A Crenshaw, Miss., native, Crawley entered the war just a few days before his 19th birthday in March 1943. He moved across the states through training and finally made it to Fort Dix in New Jersey. That’s where he and his division got ready to go overseas. He’d spend the next 18 months making his way mostly on foot across a hostile European countryside.
“It wasn’t too bad when we landed (in France),” said Crawley. “Then it got pretty rough.”
The former soldier, who has some problems with arthritis but has an incredible memory for specific places, dates and events, said the 102nd crossed the Ruhr River on assault boats after winding its way through France and Belgium. Despite being on the front lines, Crawley said the 102nd remained out of serious trouble right up to the point when they started to engage gunfire.
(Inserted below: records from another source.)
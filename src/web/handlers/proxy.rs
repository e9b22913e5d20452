//! 代理页面处理器
//!
//! 抓取目标页面，在阻塞线程中完成解析、分词和改写，返回可点击查词的页面。

use std::sync::Arc;

use axum::{
    extract::{Query, State},
    http::StatusCode,
    response::{Html, IntoResponse, Response},
};
use tokio::task;
use tracing::{error, info, warn};

use crate::core::{TooltipSource, WordtapError};
use crate::utils::normalize_target_url;
use crate::web::{templates, types::AppState, types::ProxyQuery};

/// 错误对应的 HTTP 状态码
pub fn status_for(error: &WordtapError) -> StatusCode {
    match error {
        WordtapError::InvalidUrl(_) => StatusCode::BAD_REQUEST,
        WordtapError::Fetch(_) | WordtapError::UnsupportedMedia(_) => StatusCode::BAD_GATEWAY,
        WordtapError::Parse(_) | WordtapError::Serialize(_) | WordtapError::Server(_) => {
            StatusCode::INTERNAL_SERVER_ERROR
        }
    }
}

/// 展示给用户的固定说明，错误详情只写入日志
fn user_message(error: &WordtapError) -> &'static str {
    match error {
        WordtapError::InvalidUrl(_) => "http または https の URL を入力してください",
        WordtapError::Fetch(_) => "ページを取得できませんでした",
        WordtapError::UnsupportedMedia(_) => "HTML ページではないため表示できません",
        WordtapError::Parse(_) | WordtapError::Serialize(_) | WordtapError::Server(_) => {
            "ページを処理できませんでした"
        }
    }
}

fn failure_page(error: &WordtapError) -> Response {
    let status = status_for(error);
    let title = if error.is_client_error() {
        warn!("代理请求无效: {}", error);
        "URL が正しくありません"
    } else {
        error!("代理页面处理失败: {}", error);
        "エラーが発生しました"
    };
    (status, Html(templates::error_page(title, user_message(error)))).into_response()
}

/// `GET /proxy?url=&lang=`
pub async fn proxy_page(
    State(state): State<Arc<AppState>>,
    Query(query): Query<ProxyQuery>,
) -> Response {
    let Some(raw_url) = query
        .url
        .as_deref()
        .map(str::trim)
        .filter(|url| !url.is_empty())
    else {
        return (
            StatusCode::BAD_REQUEST,
            Html(templates::error_page(
                "url パラメータが必要です",
                "/proxy?url=https://example.com/ のように指定してください",
            )),
        )
            .into_response();
    };

    let target = match normalize_target_url(raw_url) {
        Ok(url) => url,
        Err(e) => return failure_page(&e),
    };

    let lang = state
        .translator
        .resolve_lang(query.lang.as_deref())
        .unwrap_or_else(|e| {
            warn!("{}，使用默认语言", e);
            state.translator.default_lang().to_string()
        });

    info!("代理页面: {} (lang={})", target, lang);

    let document = match state.fetcher.fetch(&target).await {
        Ok(document) => document,
        Err(e) => return failure_page(&e),
    };

    let processor = state.processor.clone();
    let translator = state.translator.clone();
    let prefetch = processor.options().prefetch_tooltips && translator.is_enabled();

    // RcDom 不是 Send，整个处理过程留在同一个阻塞线程中
    let result = task::spawn_blocking(move || {
        let runtime = tokio::runtime::Handle::current();
        let source = |words: Vec<String>| runtime.block_on(translator.translate_many(words, &lang));
        let tooltip_source: Option<TooltipSource<'_>> = if prefetch { Some(&source) } else { None };
        processor.process_page(&document, &lang, tooltip_source)
    })
    .await
    .unwrap_or_else(|e| Err(WordtapError::Server(format!("处理任务失败: {}", e))));

    match result {
        Ok(page) => Html(page.html).into_response(),
        Err(e) => failure_page(&e),
    }
}
use std::collections::HashMap;

use encoding_rs::Encoding;
use markup5ever_rcdom::RcDom;
use thiserror::Error;
use tracing::{debug, info};
use url::Url;

use crate::env::{page, translation as translation_env, EnvResult, EnvVar};
use crate::network::FetchedDocument;
use crate::parsers::css::normalize_font_sizes;
use crate::parsers::html::{
    get_base_url, get_body, get_charset, get_title, html_to_dom, inject_interface,
    remove_base_elements, serialize_document, set_charset, InterfaceOptions, Segmenter, WordRule,
};
use crate::parsers::link_rewriter::{rewrite_links, LinkRewriteOptions};
use crate::translation::tooltips::{apply_tooltips, collect_word_texts};
use crate::utils::resolve_url;

/// Represents errors that can occur while proxying a page
#[derive(Error, Debug)]
pub enum WordtapError {
    /// The requested target is missing or is not an http(s) URL
    #[error("invalid target URL: {0}")]
    InvalidUrl(String),

    /// The remote page could not be retrieved (network error, timeout, non-2xx)
    #[error("failed to fetch document: {0}")]
    Fetch(String),

    /// The remote resource is not an HTML document
    #[error("unsupported media type: {0}")]
    UnsupportedMedia(String),

    /// The fetched markup could not be turned into a usable document tree
    #[error("failed to parse document: {0}")]
    Parse(String),

    #[error("failed to serialize document: {0}")]
    Serialize(String),

    #[error("server error: {0}")]
    Server(String),
}

impl WordtapError {
    /// Errors caused by the request itself rather than by the remote site or the server
    pub fn is_client_error(&self) -> bool {
        matches!(self, WordtapError::InvalidUrl(_))
    }
}

/// Media types that are rendered through the proxy
const HTML_MEDIA_TYPES: &[&str] = &["text/html", "application/xhtml+xml"];

/// Parses a Content-Type header value into its media type and optional charset
pub fn parse_content_type(content_type: &str) -> (String, Option<String>) {
    let mut parts = content_type.split(';');
    let media_type = parts.next().unwrap_or_default().trim().to_lowercase();

    let charset = parts
        .map(str::trim)
        .find_map(|part| {
            let (key, value) = part.split_once('=')?;
            key.trim()
                .eq_ignore_ascii_case("charset")
                .then(|| value.trim().trim_matches('"').to_string())
        })
        .filter(|charset| !charset.is_empty());

    (media_type, charset)
}

/// Checks if the given media type can be rendered as an HTML page
///
/// A missing media type is accepted and treated as HTML.
pub fn is_html_media_type(media_type: &str) -> bool {
    media_type.is_empty() || HTML_MEDIA_TYPES.contains(&media_type)
}

/// Options that control how a proxied page is rewritten
#[derive(Debug, Clone, PartialEq, Eq)]
pub struct PageOptions {
    /// Language used when a request does not name one
    pub default_lang: String,
    /// Font size forced onto the page and used as the slider's initial value
    pub font_size_px: u32,
    /// Shortest run of letters that is wrapped as a word
    pub min_word_length: usize,
    /// Route in-page links back through the proxy
    pub rewrite_links: bool,
    /// Fill each word's `title` attribute with its translation while rendering
    pub prefetch_tooltips: bool,
    /// Maximum number of distinct words translated for tooltips
    pub prefetch_limit: usize,
}

impl Default for PageOptions {
    fn default() -> Self {
        Self {
            default_lang: crate::translation::config::constants::DEFAULT_TARGET_LANG.to_string(),
            font_size_px: 30,
            min_word_length: 1,
            rewrite_links: true,
            prefetch_tooltips: false,
            prefetch_limit: 300,
        }
    }
}

impl PageOptions {
    /// Loads page options from environment variables
    pub fn from_env() -> EnvResult<Self> {
        Ok(Self {
            default_lang: translation_env::TargetLang::get()?,
            font_size_px: page::FontSize::get()?,
            min_word_length: page::MinWordLength::get()?,
            rewrite_links: page::RewriteLinks::get()?,
            prefetch_tooltips: page::PrefetchTooltips::get()?,
            prefetch_limit: page::PrefetchLimit::get()?,
        })
    }

    pub fn validate(&self) -> Result<(), String> {
        if !crate::utils::is_valid_lang_code(&self.default_lang) {
            return Err(format!("invalid default language '{}'", self.default_lang));
        }
        if !(10..=60).contains(&self.font_size_px) {
            return Err(format!("font size {}px is outside 10-60", self.font_size_px));
        }
        if self.min_word_length == 0 {
            return Err("minimum word length must be at least 1".to_string());
        }
        Ok(())
    }
}

/// Summary of one rendered page
#[derive(Debug, Clone)]
pub struct ProcessedPage {
    pub html: String,
    pub title: Option<String>,
    pub words: usize,
    pub tooltips: usize,
}

/// Looks up translations for a list of distinct words; missing keys mean "no tooltip"
pub type TooltipSource<'a> = &'a dyn Fn(Vec<String>) -> HashMap<String, String>;

/// Turns a fetched document into the interactive reading page
///
/// Steps: decode and parse, segment `<body>`, normalize font sizes, rewrite links,
/// optionally pre-fill tooltips, inject the reader interface, serialize as UTF-8.
#[derive(Debug, Clone)]
pub struct DocumentProcessor {
    options: PageOptions,
    segmenter: Segmenter,
}

impl DocumentProcessor {
    pub fn new(options: PageOptions) -> Self {
        let rule = WordRule::default().with_min_length(options.min_word_length);
        Self {
            options,
            segmenter: Segmenter::new(rule),
        }
    }

    pub fn options(&self) -> &PageOptions {
        &self.options
    }

    pub fn segmenter(&self) -> &Segmenter {
        &self.segmenter
    }

    /// Decodes and parses the document
    ///
    /// The Content-Type charset wins; otherwise a charset declared by the document
    /// itself is honored; UTF-8 is the fallback.
    pub fn parse(&self, document: &FetchedDocument) -> RcDom {
        let header_encoding = document
            .charset
            .as_deref()
            .and_then(|label| Encoding::for_label_no_replacement(label.as_bytes()));

        if let Some(encoding) = header_encoding {
            return html_to_dom(&document.data, encoding.name());
        }

        let dom = html_to_dom(&document.data, "utf-8");
        match get_charset(&dom.document)
            .and_then(|label| Encoding::for_label_no_replacement(label.as_bytes()))
        {
            Some(encoding) if encoding != encoding_rs::UTF_8 => {
                debug!("按文档声明的编码重新解析: {}", encoding.name());
                html_to_dom(&document.data, encoding.name())
            }
            _ => dom,
        }
    }

    /// Runs the whole pipeline for one page
    pub fn process_page(
        &self,
        document: &FetchedDocument,
        lang: &str,
        tooltip_source: Option<TooltipSource<'_>>,
    ) -> Result<ProcessedPage, WordtapError> {
        let dom = self.parse(document);

        let base_url = get_base_url(&dom.document)
            .and_then(|href| resolve_url(&document.url, &href))
            .unwrap_or_else(|| document.url.clone());
        remove_base_elements(&dom.document);

        let body = get_body(&dom.document)
            .ok_or_else(|| WordtapError::Parse("document has no body".to_string()))?;

        let stats = self.segmenter.segment(&body);
        let restyled = normalize_font_sizes(&dom.document, self.options.font_size_px);
        let rewritten = rewrite_links(
            &dom.document,
            &base_url,
            &LinkRewriteOptions {
                proxy_navigation: self.options.rewrite_links,
                lang,
            },
        );

        let mut tooltips = 0;
        if self.options.prefetch_tooltips {
            if let Some(source) = tooltip_source {
                let wrappers = self.segmenter.wrappers(&body);
                let words = collect_word_texts(&wrappers, self.options.prefetch_limit);
                if !words.is_empty() {
                    let translations = source(words);
                    tooltips = apply_tooltips(&wrappers, &translations);
                }
            }
        }

        set_charset(&dom.document, "utf-8");
        inject_interface(
            &dom.document,
            &InterfaceOptions {
                page_url: document.url.as_str(),
                lang,
                font_size_px: self.options.font_size_px,
            },
        );

        let title = get_title(&dom.document);
        let html = serialize_document(&dom)?;

        info!(
            "页面处理完成: {} (单词 {}, 字号改写 {}, 链接改写 {}, 提示 {})",
            document.url, stats.words, restyled, rewritten, tooltips
        );

        Ok(ProcessedPage {
            html,
            title,
            words: stats.words,
            tooltips,
        })
    }
}

/// Convenience wrapper that renders raw markup without tooltips
pub fn render_markup(
    markup: &str,
    page_url: &Url,
    lang: &str,
    options: PageOptions,
) -> Result<ProcessedPage, WordtapError> {
    let document = FetchedDocument {
        url: page_url.clone(),
        data: markup.as_bytes().to_vec(),
        media_type: "text/html".to_string(),
        charset: Some("utf-8".to_string()),
    };
    DocumentProcessor::new(options).process_page(&document, lang, None)
}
“We was kind of hidden,” he said. “(The Germans) didn’t know we were up there until they were in battle.”
It was a major change for a man who just a year before had been making tires for Firestone in Memphis. First a staff sergeant, then a tech sergeant and finally the leader of his platoon, Crawley carried an M1 rifle over his shoulder as he hit the German enemy head-on.
Most of what he saw he said he’d never forget. Once, the division came across a group of slave laborers that the Germans had lined up, mowed down in gunfire and then set on fire.
“Our commander made the people in the towns build the cemetery,” said Crawley. “You could still smell it. You don’t ever forget it.”
Crawley himself escaped serious harm. He was hit by shrapnel a few times and once had frostbite bad enough to take him out of commission for a few days.
“It was the only time during my stay that I was on sick time,” said Crawley.
And on March 17, 1946, the 22-year-old received his discharge papers just two days over three years after he started his military career. He married his wife, Marie, on Memorial Day 1947, and returned to his job at Firestone. Crawley would stay there until 1970. That’s when he received his calling to go into the ministry and started preaching at Memphis-area churches. He earned his bachelor’s degree in theology from Southern Bible Seminary in 1978, then retired from preaching full-time in 1991.
The elder Crawleys moved in with their daughter, Debbie, in 2004. Marie died in May 2009, just shy of their 62nd wedding anniversary.
Crawley still preaches supply at Shelby County churches, but he spends much of his day in his den building puzzles that he gives as gifts. Despite the hardships he faced abroad, Crawley’s room has several memories of the war close at hand, including a book he pored over during much of his discussion about his service.
And not every memory was bad. Crawley recalled a time when the troops found a bunch of potatoes and a case of margarine in the cellar of a German home. They hadn’t had much in the way of luxuries, so they took advantage of the situation.
“We cut them all up, dropped them in the pan and made French fries,” said Crawley during one of the few times he smiled and laughed a bit as he recalled his story for what he said was one of the only times he’d ever talked about it.
And when asked if the trauma was the reason he’d remained mostly silent through the years, Crawley said the memories of war is something he must deal with but doesn’t like to relive.
“Part of it is the trauma, yes,” he said. “It’s just not a lot of fun bringing some of it back up.”